Tropas ugandesas mataron al menos a 41 hombres armados y obligaron a otros a retirarse antes de controlar la situación, dijo el vocero de las fuerzas armadas de Uganda, Paddy Ankunda.
La cifra de víctimas de los enfrentamientos, ocurridos el sábado, podría aumentar dado que las fuerzas de seguridad ugandesas trataban de detener a los atacantes que huían. Se sospecha que éstos son integrantes de un grupo tribal radical que se considera olvidado por el gobierno.
Los ataques ocurrieron en Kasese, Ntoroko y Bundibugyo, tres distritos ugandeses con historia de insurgencia antigubernamental y tensiones entre tribus rivales que compiten por los limitados recursos existentes en una región montañosa del oeste del país.
Bundibugyo, donde se presentaron los ataques más graves, es un distrito fronterizo que se encuentra a más de 300 kilómetros (186 millas) de Kampala, la capital de Uganda.

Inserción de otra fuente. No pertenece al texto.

//! WebSocket transport for one discovery session.
//!
//! A [`Channel`] is the write half of a single WebSocket connection; the
//! matching read half is returned as a typed [`EventStream`] at connect
//! time. The transport guarantees ordering and reliability, so no
//! reordering, deduplication, queuing, or timeout logic exists here. There
//! is also no reconnect: once the channel is gone, opening a new one is the
//! caller's job.

use crate::error::ClientError;
use crate::stream::EventStream;
use futures::{SinkExt, StreamExt};
use hunter_core::event::{InboundEvent, QueryRequest};
use log::debug;
use tokio::net::TcpStream;
use tokio_tungstenite::tungstenite::Message;
use tokio_tungstenite::{MaybeTlsStream, WebSocketStream, connect_async};

type WsSink = futures::stream::SplitSink<WebSocketStream<MaybeTlsStream<TcpStream>>, Message>;

/// The outbound half of a discovery channel.
pub struct Channel {
    sink: WsSink,
}

impl Channel {
    /// Open the channel and split it into a sender and a typed frame stream.
    ///
    /// Text frames are decoded into [`InboundEvent`]s; ping, pong, and
    /// binary frames are skipped; a close frame or transport error ends the
    /// stream. Decode failures surface as stream items, not as a dropped
    /// connection.
    pub async fn connect(url: &str) -> Result<(Self, EventStream<'static>), ClientError> {
        let (socket, _response) = connect_async(url)
            .await
            .map_err(|source| ClientError::Connect { source })?;
        debug!("channel open: {url}");

        let (sink, read) = socket.split();
        let events = read
            .filter_map(|frame| async move {
                match frame {
                    Ok(Message::Text(text)) => Some(
                        InboundEvent::from_json(text.as_str()).map_err(ClientError::from),
                    ),
                    Ok(Message::Close(_)) => {
                        debug!("channel closed by server");
                        None
                    }
                    // Control and binary frames carry no protocol payload.
                    Ok(_) => None,
                    Err(err) => Some(Err(ClientError::Transport(err))),
                }
            })
            .boxed();

        Ok((Self { sink }, events))
    }

    /// Send one query frame. Sent exactly once per submission by the
    /// supervisor; the request is immutable after send.
    pub async fn send(&mut self, request: &QueryRequest) -> Result<(), ClientError> {
        let frame = request.to_json()?;
        self.sink.send(Message::Text(frame.into())).await?;
        Ok(())
    }

    /// Tear the channel down unconditionally.
    pub async fn close(mut self) {
        let _ = self.sink.send(Message::Close(None)).await;
        let _ = self.sink.close().await;
    }
}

El portavoz de la policía Fren Enanga informó este domingo en un comunicado que al menos 12 personas, la mayoría civiles y policías, fueron asesinados por "matones" armados con lanzas, armas y machetes que atacaron edificios del gobierno en tres distritos del oeste. La cifra no incluye los 41 hombres armados que murieron a manos de las fuerzas de seguridad ugandesas.
Diecisiete rebeldes fueron capturados y están bajo custodia, agregó.

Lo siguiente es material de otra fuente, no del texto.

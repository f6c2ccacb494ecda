//! Command-line front end for the event discovery service.
//!
//! Composes a natural-language query from flags, streams it over the
//! WebSocket endpoint (or hits the synchronous endpoint with `--http`),
//! and prints the final markdown result to stdout. Progress goes to stderr
//! through the log facade; set `RUST_LOG=info` to watch a query run.

use std::sync::Arc;

use anyhow::{Context, Result, bail};
use chrono::NaiveDate;
use clap::Parser;
use hunter_client::{QueryClient, SessionState, SessionSubscriber, Supervisor};
use hunter_core::query::{DateRange, QueryForm, Vertical};
use log::{debug, error, info};

#[derive(Parser, Debug)]
#[command(name = "hunter", about = "Find industry events through the discovery backend")]
struct Args {
    /// Streaming endpoint of the backend agent process.
    #[arg(long, default_value = "ws://127.0.0.1:8000/ws/query")]
    url: String,

    /// Use the synchronous endpoint at this URL instead of streaming.
    #[arg(long)]
    http: Option<String>,

    /// City, country, or region to search in.
    #[arg(long)]
    location: String,

    /// Industry vertical, e.g. "Fintech" or "Climate Tech".
    #[arg(long)]
    vertical: String,

    /// Earliest event date (YYYY-MM-DD).
    #[arg(long)]
    from: Option<NaiveDate>,

    /// Latest event date (YYYY-MM-DD).
    #[arg(long)]
    to: Option<NaiveDate>,

    /// Companies that should be involved.
    #[arg(long)]
    companies: Option<String>,

    /// Free-form additional requirements.
    #[arg(long)]
    info: Option<String>,
}

/// Streams session progress to the log facade.
struct Progress;

#[async_trait::async_trait]
impl SessionSubscriber for Progress {
    async fn on_start(&self) {
        info!("response cycle started");
    }

    async fn on_result_updated(&self, result: &str) {
        info!("result updated ({} chars)", result.chars().count());
    }

    async fn on_fragment_discarded(&self, fragment: &str) {
        debug!(
            "discarded agent narration ({} chars)",
            fragment.chars().count()
        );
    }

    async fn on_complete(&self, _state: &SessionState) {
        info!("query complete");
    }

    async fn on_error(&self, message: &str) {
        error!("{message}");
    }
}

fn build_form(args: &Args) -> Result<QueryForm> {
    let vertical: Vertical = args.vertical.parse()?;
    let mut form = QueryForm::new(args.location.clone(), vertical);
    form.date_range = DateRange {
        from: args.from,
        to: args.to,
    };
    if let Some(companies) = &args.companies {
        form = form.with_companies(companies.clone());
    }
    if let Some(additional) = &args.info {
        form = form.with_additional_info(additional.clone());
    }
    form.validate()?;
    Ok(form)
}

#[tokio::main]
async fn main() -> Result<()> {
    env_logger::init();
    let args = Args::parse();
    let form = build_form(&args)?;
    debug!("composed query: {}", form.compose());

    if let Some(endpoint) = &args.http {
        let url = endpoint.parse().context("invalid --http endpoint")?;
        let client = QueryClient::new(url);
        let response = client.query(form.compose()).await?;
        println!("{}", response.response);
        return Ok(());
    }

    let mut supervisor = Supervisor::connect(&args.url)
        .await
        .with_context(|| format!("could not reach the discovery service at {}", args.url))?;
    supervisor.add_subscriber(Arc::new(Progress));

    let state = supervisor.run_query(&form).await?.clone();
    supervisor.close().await;

    if !state.error.is_empty() {
        bail!("{}", state.error);
    }
    if state.result.is_empty() {
        bail!("the backend finished without producing a displayable result");
    }
    println!("{}", state.result);
    Ok(())
}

Enanga dijo que es probable que los ataques fueran obra de "elementos radicales" de un grupo conocido como Obusinga bwa Rwenzururu y cuyos miembros, de la tribu Bakonzo, tienen desde hace tiempo una relación complicada con el vecino pueblo bamba.
Angelo Izama, analista de Uganda, dijo que ambos grupos suelen pelear por tierras de labranza y que algunos podrían creer que las fuerzas de seguridad no siempre son árbitros justos en estas contiendas.

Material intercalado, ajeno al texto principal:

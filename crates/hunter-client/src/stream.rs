use crate::error::ClientError;
use futures::stream::BoxStream;
use hunter_core::event::InboundEvent;

pub type EventStream<'a> = BoxStream<'a, Result<InboundEvent, ClientError>>;
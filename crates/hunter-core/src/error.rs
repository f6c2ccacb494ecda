use thiserror::Error;

/// Error raised when a wire frame cannot be encoded or decoded.
#[derive(Error, Debug)]
#[error("protocol error: {message}")]
pub struct ProtocolError {
    pub message: String,
}

impl ProtocolError {
    pub fn new(message: impl Into<String>) -> Self {
        Self {
            message: message.into(),
        }
    }
}

impl From<serde_json::Error> for ProtocolError {
    fn from(err: serde_json::Error) -> Self {
        Self::new(format!("failed to parse JSON: {err}"))
    }
}

pub type Result<T> = std::result::Result<T, ProtocolError>;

Las fuerzas armadas de Uganda insisten en que la creciente violencia en la región se debe a tensiones entre tribus y niegan la existencia de actividad rebelde.
Autoridades castrenses han advertido que un grupo islámico extremista conocido como ADF, que en la década de 1990 provocó una ola de violencia en la región, trata de reagruparse. Los integrantes de este grupo ahora operan en la vecina Congo.
Enanga, el vocero, dijo que autoridades de seguridad interrogan a los sospechosos para determinar los motivos que llevaron al ataque del sábado.